Can You Remortgage If You Are Unemployed?
The short answer is that it depends on your circumstances. Most mainstream lenders require proof of regular income to approve a remortgage application, and traditional employment income is the simplest way to demonstrate this. However, being unemployed does not automatically disqualify you from every lender on the market.
There are several scenarios where a remortgage may still be achievable:
- You have other income sources - Rental income, investment returns, pension income or income from a partner on the application can all count towards affordability
- You are about to start a new job - Some lenders will consider applications where you have a signed employment contract with a start date, even if you have not yet begun working
- You are doing a product transfer - Switching to a new deal with your existing lender often involves less stringent affordability checks than a full remortgage with a new lender
- You have significant equity - A low loan-to-value ratio can work in your favour, as the lender has greater security in the property
It is important to be honest about your employment status on any application. Providing false or misleading information to a lender is mortgage fraud and carries serious legal consequences. Always declare your true circumstances and work with a qualified adviser to find legitimate solutions.
If you are currently receiving Jobseeker's Allowance or Universal Credit, these benefits are generally not considered as income for mortgage affordability purposes by most lenders. However, other types of benefits such as disability benefits or child maintenance payments may be accepted by some lenders.
Product Transfers: The Easiest Option When Unemployed
If you are currently unemployed, a product transfer with your existing lender is often the most straightforward route to securing a new mortgage deal. A product transfer means switching from your current rate to a new deal with the same lender, without going through a full remortgage application.
The key advantage of a product transfer is that many lenders carry out fewer affordability checks than they would for a brand new application. Since you are already their customer and they hold a charge on your property, some lenders will allow you to switch products without reassessing your income in detail.
There are some important points to understand about product transfers:
- No additional borrowing - You will typically only be able to switch your existing balance to a new rate, not borrow more
- Limited options - You are restricted to what your current lender offers, which may not be the most competitive rate on the market
- No change in term - Some lenders may not allow you to extend or shorten your mortgage term during a product transfer without an affordability check
- Existing terms apply - Your current mortgage terms and conditions generally remain the same
Even though a product transfer may not get you the absolute best rate available, it can still save you a significant amount compared to reverting to your lender's standard variable rate (SVR). SVRs are typically much higher than fixed or tracker rates, so securing any new deal is usually better than doing nothing.

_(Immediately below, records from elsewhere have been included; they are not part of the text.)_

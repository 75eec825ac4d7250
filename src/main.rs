/// Esports Feed API
///
/// What it does:
///   1. Renders the HLTV matches page in headless Chrome and normalizes it
///   2. Fetches live Valorant matches from vlr.gg as plain HTML
///   3. Serves both as JSON, cached per key for CACHE_TTL_SECS
///
/// Run:
///   cargo run --bin feed-api

mod cache;
mod config;
mod routes;
mod state;

use std::sync::Arc;

use anyhow::{Context, Result};
use dotenv::dotenv;
use tracing::info;
use tracing_subscriber::{fmt, EnvFilter};

use crate::config::ServerConfig;
use crate::state::AppState;

#[tokio::main]
async fn main() -> Result<()> {
    dotenv().ok();

    fmt()
        .with_env_filter(
            EnvFilter::try_from_default_env()
                .unwrap_or_else(|_| EnvFilter::new("info"))
        )
        .init();

    let config = ServerConfig::from_env()?;

    info!("🚀 === Esports Feed API ===");
    info!("HLTV: {}", config.scraper.hltv_base_url);
    info!("VLR: {}", config.scraper.vlr_base_url);
    info!("Cache TTL: {}s", config.cache_ttl.as_secs());
    info!("Logs: {}", config.log_dir.display());

    let state = Arc::new(AppState::new(&config)?);
    let app = routes::router(state);

    let addr = config.bind_addr();
    let listener = tokio::net::TcpListener::bind(&addr)
        .await
        .with_context(|| format!("Failed to bind {addr}"))?;
    info!("✅ Listening on http://{addr}");

    axum::serve(listener, app)
        .with_graceful_shutdown(shutdown_signal())
        .await
        .context("Server error")?;

    info!("🛑 Server stopped");
    Ok(())
}

async fn shutdown_signal() {
    let ctrl_c = async {
        tokio::signal::ctrl_c().await.ok();
    };

    #[cfg(unix)]
    let terminate = async {
        match tokio::signal::unix::signal(tokio::signal::unix::SignalKind::terminate()) {
            Ok(mut sig) => {
                sig.recv().await;
            }
            Err(_) => std::future::pending::<()>().await,
        }
    };

    #[cfg(not(unix))]
    let terminate = std::future::pending::<()>();

    tokio::select! {
        _ = ctrl_c => info!("Ctrl-C received, shutting down"),
        _ = terminate => info!("SIGTERM received, shutting down"),
    }
}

Contact your existing lender directly or speak to a mortgage adviser to find out what product transfer options are available to you. Many lenders allow you to arrange a product transfer up to three months before your current deal expires.
Alternative Income Sources Lenders May Accept
While you may not have employment income, lenders can consider a range of other income sources when assessing your remortgage application. Having one or more of these can significantly improve your chances of being approved.
Rental income. If you own buy-to-let properties or receive income from lodgers, this can be counted towards your affordability assessment. Different lenders treat rental income differently, with some counting 100% and others using a lower percentage.
Pension income. If you are receiving a private or state pension, this is usually accepted as a stable income source. Lenders view pension income favourably because it is regular and predictable.
Investment income. Dividends from shares, interest from savings or income from other investments can sometimes be included. You will typically need to demonstrate a consistent track record of receiving this income.
Maintenance payments. Court-ordered child maintenance or spousal maintenance may be accepted by some lenders, particularly if it is being paid through the Child Maintenance Service or is documented in a court order.
Partner's income. If you are applying jointly with a partner who is employed, their income can carry the application. Many couples in this situation apply jointly so that the employed partner's income satisfies the lender's affordability requirements.
Severance or redundancy payments. While a lump sum payment is not ongoing income, having substantial savings from a redundancy package can demonstrate your ability to meet mortgage payments in the short to medium term.
A specialist mortgage broker can assess all your income sources and match you with lenders whose criteria align with your situation. Different lenders have very different policies on what income they will accept, so expert guidance can make a real difference.